Give back every line of the material below that has the string "display".

## Exercise data
********
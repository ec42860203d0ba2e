//! Lexical delimiter scanning.
//!
//! The only primitive in this crate that understands "structure": a single
//! left-to-right pass tracking bracket depth and string-literal state.
//! Every higher layer (matcher, injector, rewriter) delegates here instead
//! of re-implementing bracket/quote logic.

/// Tracks nesting depth across the three bracket kinds plus string state.
///
/// Depth counters are clamped at zero on underflow so unbalanced input
/// degrades to "no separator found" instead of corrupting later decisions.
#[derive(Debug, Default, Clone, Copy)]
struct LexState {
    round: u32,
    square: u32,
    curly: u32,
    /// The quote character that opened the current string literal, if any.
    string_open: Option<char>,
}

impl LexState {
    fn at_top_level(&self) -> bool {
        self.round == 0 && self.square == 0 && self.curly == 0 && self.string_open.is_none()
    }

    /// Advance over one character. `prev` is the preceding character, used
    /// to detect backslash-escaped quotes. The lookbehind is a single
    /// character, so a quote following a doubled backslash is misread as
    /// escaped; the scan then reports nothing rather than a wrong offset.
    fn step(&mut self, ch: char, prev: Option<char>) {
        if let Some(open) = self.string_open {
            if (ch == '"' || ch == '\'') && ch == open && prev != Some('\\') {
                self.string_open = None;
            }
            // Everything else inside a string is inert.
            return;
        }

        match ch {
            '"' | '\'' if prev != Some('\\') => self.string_open = Some(ch),
            '(' => self.round += 1,
            ')' => self.round = self.round.saturating_sub(1),
            '[' => self.square += 1,
            ']' => self.square = self.square.saturating_sub(1),
            '{' => self.curly += 1,
            '}' => self.curly = self.curly.saturating_sub(1),
            _ => {}
        }
    }
}

/// Find the first comma at bracket depth zero and outside any string
/// literal, scanning from byte offset `start`.
///
/// The caller guarantees `start` is not inside a string literal that opened
/// before `start`. Returns `None` when no top-level comma exists, including
/// for unbalanced input that never returns to depth zero.
pub fn find_top_level_separator(text: &str, start: usize) -> Option<usize> {
    let mut state = LexState::default();
    let mut prev = None;

    for (idx, ch) in text[start..].char_indices() {
        if ch == ',' && state.at_top_level() {
            return Some(start + idx);
        }
        state.step(ch, prev);
        prev = Some(ch);
    }

    None
}

/// Find the `)` that closes the `(` at byte offset `open`.
///
/// Uses the same string-aware depth walk as [`find_top_level_separator`].
/// Returns `None` when the paren is never closed on this text, which
/// callers treat as "no safe span, leave the line alone".
pub fn matching_close_paren(text: &str, open: usize) -> Option<usize> {
    debug_assert_eq!(text[open..].chars().next(), Some('('));

    let mut state = LexState::default();
    let mut prev = None;

    for (idx, ch) in text[open..].char_indices() {
        // The closing paren for our opener is the one that would take the
        // round counter from 1 back to 0.
        if ch == ')' && state.string_open.is_none() && state.round == 1 {
            return Some(open + idx);
        }
        state.step(ch, prev);
        prev = Some(ch);
    }

    None
}
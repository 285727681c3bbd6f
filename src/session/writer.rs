//! Background session writer
//!
//! The computation loop hands samples and markers to [`SessionWriter`], which
//! forwards them over a bounded channel to a dedicated thread owning the
//! files. Enqueueing waits at most a short timeout; anything that cannot be
//! enqueued or written is logged, counted and marks the session incomplete.
//! Acquisition never stops because of persistence.

use super::markers::MarkerLogWriter;
use super::npy::NpyWriter;
use super::types::{PersistenceReport, SessionMetadata, SessionPaths};
use crate::config::PersistenceSettings;
use crate::error::{ErdError, Result, ResultExt};
use crate::types::{Marker, SampleBlock, StreamInfo};
use chrono::Utc;
use crossbeam_channel::{bounded, Receiver, SendTimeoutError, Sender};
use std::path::{Path, PathBuf};
use std::sync::atomic::{AtomicU64, Ordering};
use std::sync::Arc;
use std::thread::JoinHandle;
use std::time::Duration;

enum WriteItem {
    Samples(Vec<Vec<f64>>),
    Marker(Marker),
}

/// Handle used by the computation loop.
pub struct SessionWriter {
    tx: Option<Sender<WriteItem>>,
    handle: Option<JoinHandle<PersistenceReport>>,
    enqueue_timeout: Duration,
    dropped: Arc<AtomicU64>,
    session: String,
    directory: PathBuf,
}

impl SessionWriter {
    /// Create the session files and start the writer thread.
    pub fn start(
        settings: &PersistenceSettings,
        directory: impl AsRef<Path>,
        session: &str,
        info: &StreamInfo,
    ) -> Result<Self> {
        let directory = directory.as_ref().to_path_buf();
        std::fs::create_dir_all(&directory)
            .with_context(|| format!("Failed to create {}", directory.display()))?;

        let paths = SessionPaths::new(&directory, session);
        let raw = NpyWriter::create(&paths.raw, info.channel_count())
            .with_context(|| format!("Failed to create {}", paths.raw.display()))?;
        let markers = MarkerLogWriter::create(&paths.markers)
            .with_context(|| format!("Failed to create {}", paths.markers.display()))?;
        let mut metadata =
            SessionMetadata::new(session, info.channel_names.clone(), info.sample_rate);
        metadata.complete = false;
        write_metadata(&paths.metadata, &metadata)?;

        let (tx, rx) = bounded(settings.queue_capacity.max(1));
        let dropped = Arc::new(AtomicU64::new(0));
        let worker = WriterThread {
            rx,
            raw: Some(raw),
            markers,
            metadata,
            paths,
            dropped: dropped.clone(),
            write_errors: 0,
        };
        let handle = std::thread::Builder::new()
            .name("session-writer".into())
            .spawn(move || worker.run())?;

        tracing::info!("Persisting session '{}' to {}", session, directory.display());
        Ok(Self {
            tx: Some(tx),
            handle: Some(handle),
            enqueue_timeout: Duration::from_millis(settings.enqueue_timeout_ms),
            dropped,
            session: session.to_string(),
            directory,
        })
    }

    pub fn record_block(&self, block: &SampleBlock) {
        self.enqueue(WriteItem::Samples(block.data.clone()), "sample block");
    }

    pub fn record_marker(&self, marker: &Marker) {
        self.enqueue(WriteItem::Marker(marker.clone()), "marker");
    }

    fn enqueue(&self, item: WriteItem, what: &str) {
        let Some(tx) = &self.tx else {
            return;
        };
        match tx.send_timeout(item, self.enqueue_timeout) {
            Ok(()) => {}
            Err(SendTimeoutError::Timeout(_)) => {
                let n = self.dropped.fetch_add(1, Ordering::Relaxed) + 1;
                tracing::error!("Persistence queue full, dropped {} ({} dropped so far)", what, n);
            }
            Err(SendTimeoutError::Disconnected(_)) => {
                self.dropped.fetch_add(1, Ordering::Relaxed);
                tracing::error!("Persistence writer has stopped, dropped {}", what);
            }
        }
    }

    /// Number of items that could not be enqueued
    pub fn dropped(&self) -> u64 {
        self.dropped.load(Ordering::Relaxed)
    }

    /// Drain the queue, finalize the files and report.
    pub fn finish(mut self) -> PersistenceReport {
        self.tx.take();
        let report = match self.handle.take().map(JoinHandle::join) {
            Some(Ok(report)) => report,
            _ => {
                tracing::error!("Session writer thread panicked");
                PersistenceReport {
                    session: self.session.clone(),
                    directory: self.directory.clone(),
                    dropped: self.dropped(),
                    complete: false,
                    ..Default::default()
                }
            }
        };
        tracing::info!(
            "Session '{}' persisted: {} samples, {} markers, complete: {}",
            report.session,
            report.samples_written,
            report.markers_written,
            report.complete
        );
        report
    }
}

impl Drop for SessionWriter {
    fn drop(&mut self) {
        self.tx.take();
        if let Some(handle) = self.handle.take() {
            let _ = handle.join();
        }
    }
}

struct WriterThread {
    rx: Receiver<WriteItem>,
    raw: Option<NpyWriter>,
    markers: MarkerLogWriter,
    metadata: SessionMetadata,
    paths: SessionPaths,
    dropped: Arc<AtomicU64>,
    write_errors: u64,
}

impl WriterThread {
    fn run(mut self) -> PersistenceReport {
        while let Ok(item) = self.rx.recv() {
            let result = match item {
                WriteItem::Samples(data) => match self.raw.as_mut() {
                    Some(raw) => raw.append(&data),
                    None => Err(ErdError::Persistence("raw store already failed".into())),
                },
                WriteItem::Marker(marker) => self.markers.write(&marker),
            };
            if let Err(e) = result {
                self.fail(e);
            }
        }

        let samples = match self.raw.take().map(NpyWriter::finalize) {
            Some(Ok(n)) => n,
            Some(Err(e)) => {
                self.fail(e);
                0
            }
            None => 0,
        };
        if let Err(e) = self.markers.flush() {
            self.fail(e);
        }

        let dropped = self.dropped.load(Ordering::Relaxed);
        self.metadata.ended_at = Some(Utc::now());
        self.metadata.total_samples = samples;
        self.metadata.marker_count = self.markers.rows();
        self.metadata.complete = self.write_errors == 0 && dropped == 0;
        if let Err(e) = write_metadata(&self.paths.metadata, &self.metadata) {
            self.fail(e);
            self.metadata.complete = false;
        }

        PersistenceReport {
            session: self.metadata.name.clone(),
            directory: self
                .paths
                .raw
                .parent()
                .map(Path::to_path_buf)
                .unwrap_or_default(),
            samples_written: samples,
            markers_written: self.markers.rows(),
            write_errors: self.write_errors,
            dropped,
            complete: self.metadata.complete,
        }
    }

    fn fail(&mut self, error: ErdError) {
        self.write_errors += 1;
        tracing::error!("Session persistence failed: {}", error);
    }
}

fn write_metadata(path: &Path, metadata: &SessionMetadata) -> Result<()> {
    let json = serde_json::to_string_pretty(metadata)
        .map_err(|e| ErdError::Serialization(e.to_string()))?;
    std::fs::write(path, json).with_context(|| format!("Failed to write {}", path.display()))
}

#[cfg(test)]
mod tests {
    use super::*;
    use crate::session::recording::RecordedSession;
    use tempfile::tempdir;

    fn info() -> StreamInfo {
        StreamInfo {
            sample_rate: 100.0,
            channel_names: vec!["C3".into(), "C4".into()],
        }
    }

    #[test]
    fn test_persists_blocks_and_markers() {
        let dir = tempdir().unwrap();
        let writer =
            SessionWriter::start(&PersistenceSettings::default(), dir.path(), "t1", &info()).unwrap();

        writer.record_block(&SampleBlock::new(0, 100.0, vec![vec![1.0, 2.0], vec![3.0, 4.0]]));
        writer.record_marker(&Marker::new(1, "Stimulus", "S  1"));
        writer.record_block(&SampleBlock::new(2, 100.0, vec![vec![5.0], vec![6.0]]));

        let report = writer.finish();
        assert!(report.complete);
        assert_eq!(report.samples_written, 3);
        assert_eq!(report.markers_written, 1);
        assert_eq!(report.dropped, 0);

        let session = RecordedSession::load(dir.path(), "t1").unwrap();
        assert_eq!(session.data, vec![vec![1.0, 2.0, 5.0], vec![3.0, 4.0, 6.0]]);
        assert_eq!(session.markers.len(), 1);
        assert_eq!(session.markers[0].onset, 1);
        assert!(session.metadata.complete);
        assert_eq!(session.metadata.total_samples, 3);
    }

    #[test]
    fn test_write_failure_marks_incomplete() {
        let dir = tempdir().unwrap();
        let writer =
            SessionWriter::start(&PersistenceSettings::default(), dir.path(), "t2", &info()).unwrap();

        writer.record_block(&SampleBlock::new(0, 100.0, vec![vec![1.0]]));
        let report = writer.finish();
        assert!(!report.complete);
        assert_eq!(report.write_errors, 1);
        assert_eq!(report.samples_written, 0);
    }

    #[test]
    fn test_unwritable_directory() {
        let dir = tempdir().unwrap();
        let file = dir.path().join("not-a-dir");
        std::fs::write(&file, b"x").unwrap();
        let result = SessionWriter::start(&PersistenceSettings::default(), &file, "t3", &info());
        assert!(result.is_err());
    }
}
********
## Exercise output
            .with_context(|| format!("Failed to create {}", directory.display()))?;
            .with_context(|| format!("Failed to create {}", paths.raw.display()))?;
            .with_context(|| format!("Failed to create {}", paths.markers.display()))?;
        tracing::info!("Persisting session '{}' to {}", session, directory.display());
    std::fs::write(path, json).with_context(|| format!("Failed to write {}", path.display()))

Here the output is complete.